**PROMPT**: A verbatim copy of all entries is the expected output.

**PROVIDED ENTRIES**:
===
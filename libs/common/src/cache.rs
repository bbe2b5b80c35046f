//! Redis cache module for the Swellpool application
//!
//! This module provides functionality for connecting to Redis and performing
//! basic cache operations like get and set with TTL support. The auth
//! service keeps refresh-token sessions, the token blacklist, and
//! password-reset tokens here.

use anyhow::Result;
use redis::{AsyncCommands, Client};
use tracing::info;

/// Configuration for Redis connection
#[derive(Debug, Clone)]
pub struct RedisConfig {
    /// Redis connection URL (e.g., "redis://localhost:6379")
    pub url: String,
    /// Maximum number of connections in the pool
    pub max_connections: u32,
}

impl RedisConfig {
    /// Create a new RedisConfig from environment variables
    ///
    /// # Environment Variables
    /// - `REDIS_URL`: Redis connection URL (default: "redis://localhost:6379")
    /// - `REDIS_MAX_CONNECTIONS`: Maximum number of connections (default: 10)
    pub fn from_env() -> Result<Self> {
        let url =
            std::env::var("REDIS_URL").unwrap_or_else(|_| "redis://localhost:6379".to_string());
        let max_connections = std::env::var("REDIS_MAX_CONNECTIONS")
            .unwrap_or_else(|_| "10".to_string())
            .parse()
            .unwrap_or(10);

        Ok(RedisConfig {
            url,
            max_connections,
        })
    }
}

/// Redis connection pool
#[derive(Clone)]
pub struct RedisPool {
    client: Client,
}

impl RedisPool {
    /// Initialize a new Redis connection pool
    pub async fn new(config: &RedisConfig) -> Result<Self> {
        let client = Client::open(config.url.clone())?;
        info!("Redis client initialized with URL: {}", config.url);
        Ok(RedisPool { client })
    }

    /// Get a connection from the pool
    async fn get_connection(&self) -> Result<redis::aio::MultiplexedConnection> {
        let conn = self.client.get_multiplexed_async_connection().await?;
        Ok(conn)
    }

    /// Set a key-value pair in Redis with optional TTL
    pub async fn set(&self, key: &str, value: &str, ttl_seconds: Option<u64>) -> Result<()> {
        let mut conn = self.get_connection().await?;

        if let Some(ttl) = ttl_seconds {
            let _: () = conn.set_ex(key, value, ttl).await?;
        } else {
            let _: () = conn.set(key, value).await?;
        }

        Ok(())
    }

    /// Get a value from Redis by key
    pub async fn get(&self, key: &str) -> Result<Option<String>> {
        let mut conn = self.get_connection().await?;
        let value: Option<String> = conn.get(key).await?;
        Ok(value)
    }

    /// Delete a key from Redis
    pub async fn delete(&self, key: &str) -> Result<()> {
        let mut conn = self.get_connection().await?;
        let _: u64 = conn.del(key).await?;
        Ok(())
    }

    /// Check if Redis is reachable
    pub async fn health_check(&self) -> Result<bool> {
        let mut conn = self.get_connection().await?;
        let pong: String = redis::cmd("PING").query_async(&mut conn).await?;
        Ok(pong == "PONG")
    }
}

#[cfg(test)]
mod tests {
    use super::*;

    #[tokio::test]
    #[ignore = "requires a local Redis instance"]
    async fn test_redis_connection() -> Result<()> {
        let config = RedisConfig {
            url: "redis://localhost:6379".to_string(),
            max_connections: 10,
        };

        let pool = RedisPool::new(&config).await?;
        assert!(pool.health_check().await?);
        Ok(())
    }

    #[tokio::test]
    #[ignore = "requires a local Redis instance"]
    async fn test_set_get_delete() -> Result<()> {
        let config = RedisConfig {
            url: "redis://localhost:6379".to_string(),
            max_connections: 10,
        };

        let pool = RedisPool::new(&config).await?;

        // Test set and get
        let key = "test_key";
        let value = "test_value";
        pool.set(key, value, Some(5)).await?;

        let retrieved = pool.get(key).await?;
        assert_eq!(retrieved, Some(value.to_string()));

        // Test delete
        pool.delete(key).await?;
        let retrieved = pool.get(key).await?;
        assert_eq!(retrieved, None);

        Ok(())
    }
}
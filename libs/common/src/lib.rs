//! Common library for the Swellpool application
//!
//! This crate provides shared infrastructure used across the Swellpool
//! services: PostgreSQL connection pooling, Redis connectivity, and the
//! database error types.

pub mod cache;
pub mod database;
pub mod error;

/// Example usage of the database module
///
/// ```rust,no_run
/// use common::database::{DatabaseConfig, init_pool, health_check};
///
/// #[tokio::main]
/// async fn main() -> Result<(), Box<dyn std::error::Error>> {
///     let config = DatabaseConfig::from_env()?;
///     let pool = init_pool(&config).await?;
///     let is_healthy = health_check(&pool).await?;
///     println!("Database health check: {}", is_healthy);
///     Ok(())
/// }
/// ```
pub fn example_usage() {}
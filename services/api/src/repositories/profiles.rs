//! Profile repository for database operations

use anyhow::Result;
use sqlx::{PgPool, Row, postgres::PgRow};
use uuid::Uuid;

use crate::models::{Profile, UpdateProfile};

/// Profile repository
#[derive(Clone)]
pub struct ProfileRepository {
    pool: PgPool,
}

impl ProfileRepository {
    /// Create a new profile repository
    pub fn new(pool: PgPool) -> Self {
        Self { pool }
    }

    /// Find a profile by ID
    pub async fn find_by_id(&self, id: Uuid) -> Result<Option<Profile>> {
        let row = sqlx::query(
            r#"
            SELECT id, email, full_name, avatar_url, created_at
            FROM profiles
            WHERE id = $1
            "#,
        )
        .bind(id)
        .fetch_optional(&self.pool)
        .await?;

        Ok(row.as_ref().map(row_to_profile))
    }

    /// Update a profile; absent fields keep their value
    pub async fn update(&self, id: Uuid, update: &UpdateProfile) -> Result<Option<Profile>> {
        let row = sqlx::query(
            r#"
            UPDATE profiles
            SET full_name = COALESCE($2, full_name),
                avatar_url = COALESCE($3, avatar_url),
                updated_at = NOW()
            WHERE id = $1
            RETURNING id, email, full_name, avatar_url, created_at
            "#,
        )
        .bind(id)
        .bind(&update.full_name)
        .bind(&update.avatar_url)
        .fetch_optional(&self.pool)
        .await?;

        Ok(row.as_ref().map(row_to_profile))
    }
}

pub(crate) fn row_to_profile(row: &PgRow) -> Profile {
    Profile {
        id: row.get("id"),
        email: row.get("email"),
        full_name: row.get("full_name"),
        avatar_url: row.get("avatar_url"),
        created_at: row.get("created_at"),
    }
}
===
**THE COMPLETED TASK**:
filename libs/common/src/cache.rs
repository bbe2b5b80c35046f
//! Redis cache module for the Swellpool application
//!
//! This module provides functionality for connecting to Redis and performing
//! basic cache operations like get and set with TTL support. The auth
//! service keeps refresh-token sessions, the token blacklist, and
//! password-reset tokens here.

use anyhow::Result;
use redis::{AsyncCommands, Client};
use tracing::info;

/// Configuration for Redis connection
#[derive(Debug, Clone)]
pub struct RedisConfig {
    /// Redis connection URL (e.g., "redis://localhost:6379")
    pub url: String,
    /// Maximum number of connections in the pool
    pub max_connections: u32,
}

impl RedisConfig {
    /// Create a new RedisConfig from environment variables
    ///
    /// # Environment Variables
    /// - `REDIS_URL`: Redis connection URL (default: "redis://localhost:6379")
    /// - `REDIS_MAX_CONNECTIONS`: Maximum number of connections (default: 10)
    pub fn from_env() -> Result<Self> {
        let url =
            std::env::var("REDIS_URL").unwrap_or_else(|_| "redis://localhost:6379".to_string());
        let max_connections = std::env::var("REDIS_MAX_CONNECTIONS")
            .unwrap_or_else(|_| "10".to_string())
            .parse()
            .unwrap_or(10);

        Ok(RedisConfig {
            url,
            max_connections,
        })
    }
}

/// Redis connection pool
#[derive(Clone)]
pub struct RedisPool {
    client: Client,
}

impl RedisPool {
    /// Initialize a new Redis connection pool
    pub async fn new(config: &RedisConfig) -> Result<Self> {
        let client = Client::open(config.url.clone())?;
        info!("Redis client initialized with URL: {}", config.url);
        Ok(RedisPool { client })
    }

    /// Get a connection from the pool
    async fn get_connection(&self) -> Result<redis::aio::MultiplexedConnection> {
        let conn = self.client.get_multiplexed_async_connection().await?;
        Ok(conn)
    }

    /// Set a key-value pair in Redis with optional TTL
    pub async fn set(&self, key: &str, value: &str, ttl_seconds: Option<u64>) -> Result<()> {
        let mut conn = self.get_connection().await?;

        if let Some(ttl) = ttl_seconds {
            let _: () = conn.set_ex(key, value, ttl).await?;
        } else {
            let _: () = conn.set(key, value).await?;
        }

        Ok(())
    }

    /// Get a value from Redis by key
    pub async fn get(&self, key: &str) -> Result<Option<String>> {
        let mut conn = self.get_connection().await?;
        let value: Option<String> = conn.get(key).await?;
        Ok(value)
    }

    /// Delete a key from Redis
    pub async fn delete(&self, key: &str) -> Result<()> {
        let mut conn = self.get_connection().await?;
        let _: u64 = conn.del(key).await?;
        Ok(())
    }

    /// Check if Redis is reachable
    pub async fn health_check(&self) -> Result<bool> {
        let mut conn = self.get_connection().await?;
        let pong: String = redis::cmd("PING").query_async(&mut conn).await?;
        Ok(pong == "PONG")
    }
}

#[cfg(test)]
mod tests {
    use super::*;

    #[tokio::test]
    #[ignore = "requires a local Redis instance"]
    async fn test_redis_connection() -> Result<()> {
        let config = RedisConfig {
            url: "redis://localhost:6379".to_string(),
            max_connections: 10,
        };

        let pool = RedisPool::new(&config).await?;
        assert!(pool.health_check().await?);
        Ok(())
    }

    #[tokio::test]
    #[ignore = "requires a local Redis instance"]
    async fn test_set_get_delete() -> Result<()> {
        let config = RedisConfig {
            url: "redis://localhost:6379".to_string(),
            max_connections: 10,
        };

        let pool = RedisPool::new(&config).await?;

        // Test set and get
        let key = "test_key";
        let value = "test_value";
        pool.set(key, value, Some(5)).await?;

        let retrieved = pool.get(key).await?;
        assert_eq!(retrieved, Some(value.to_string()));

        // Test delete
        pool.delete(key).await?;
        let retrieved = pool.get(key).await?;
        assert_eq!(retrieved, None);

        Ok(())
    }
}
filename libs/common/src/lib.rs
//! Common library for the Swellpool application
//!
//! This crate provides shared infrastructure used across the Swellpool
//! services: PostgreSQL connection pooling, Redis connectivity, and the
//! database error types.

pub mod cache;
pub mod database;
pub mod error;

/// Example usage of the database module
///
/// ```rust,no_run
/// use common::database::{DatabaseConfig, init_pool, health_check};
///
/// #[tokio::main]
/// async fn main() -> Result<(), Box<dyn std::error::Error>> {
///     let config = DatabaseConfig::from_env()?;
///     let pool = init_pool(&config).await?;
///     let is_healthy = health_check(&pool).await?;
///     println!("Database health check: {}", is_healthy);
///     Ok(())
/// }
/// ```
pub fn example_usage() {}
filename services/api/src/repositories/profiles.rs
//! Profile repository for database operations

use anyhow::Result;
use sqlx::{PgPool, Row, postgres::PgRow};
use uuid::Uuid;

use crate::models::{Profile, UpdateProfile};

/// Profile repository
#[derive(Clone)]
pub struct ProfileRepository {
    pool: PgPool,
}

impl ProfileRepository {
    /// Create a new profile repository
    pub fn new(pool: PgPool) -> Self {
        Self { pool }
    }

    /// Find a profile by ID
    pub async fn find_by_id(&self, id: Uuid) -> Result<Option<Profile>> {
        let row = sqlx::query(
            r#"
            SELECT id, email, full_name, avatar_url, created_at
            FROM profiles
            WHERE id = $1
            "#,
        )
        .bind(id)
        .fetch_optional(&self.pool)
        .await?;

        Ok(row.as_ref().map(row_to_profile))
    }

    /// Update a profile; absent fields keep their value
    pub async fn update(&self, id: Uuid, update: &UpdateProfile) -> Result<Option<Profile>> {
        let row = sqlx::query(
            r#"
            UPDATE profiles
            SET full_name = COALESCE($2, full_name),
                avatar_url = COALESCE($3, avatar_url),
                updated_at = NOW()
            WHERE id = $1
            RETURNING id, email, full_name, avatar_url, created_at
            "#,
        )
        .bind(id)
        .bind(&update.full_name)
        .bind(&update.avatar_url)
        .fetch_optional(&self.pool)
        .await?;

        Ok(row.as_ref().map(row_to_profile))
    }
}

pub(crate) fn row_to_profile(row: &PgRow) -> Profile {
    Profile {
        id: row.get("id"),
        email: row.get("email"),
        full_name: row.get("full_name"),
        avatar_url: row.get("avatar_url"),
        created_at: row.get("created_at"),
    }
}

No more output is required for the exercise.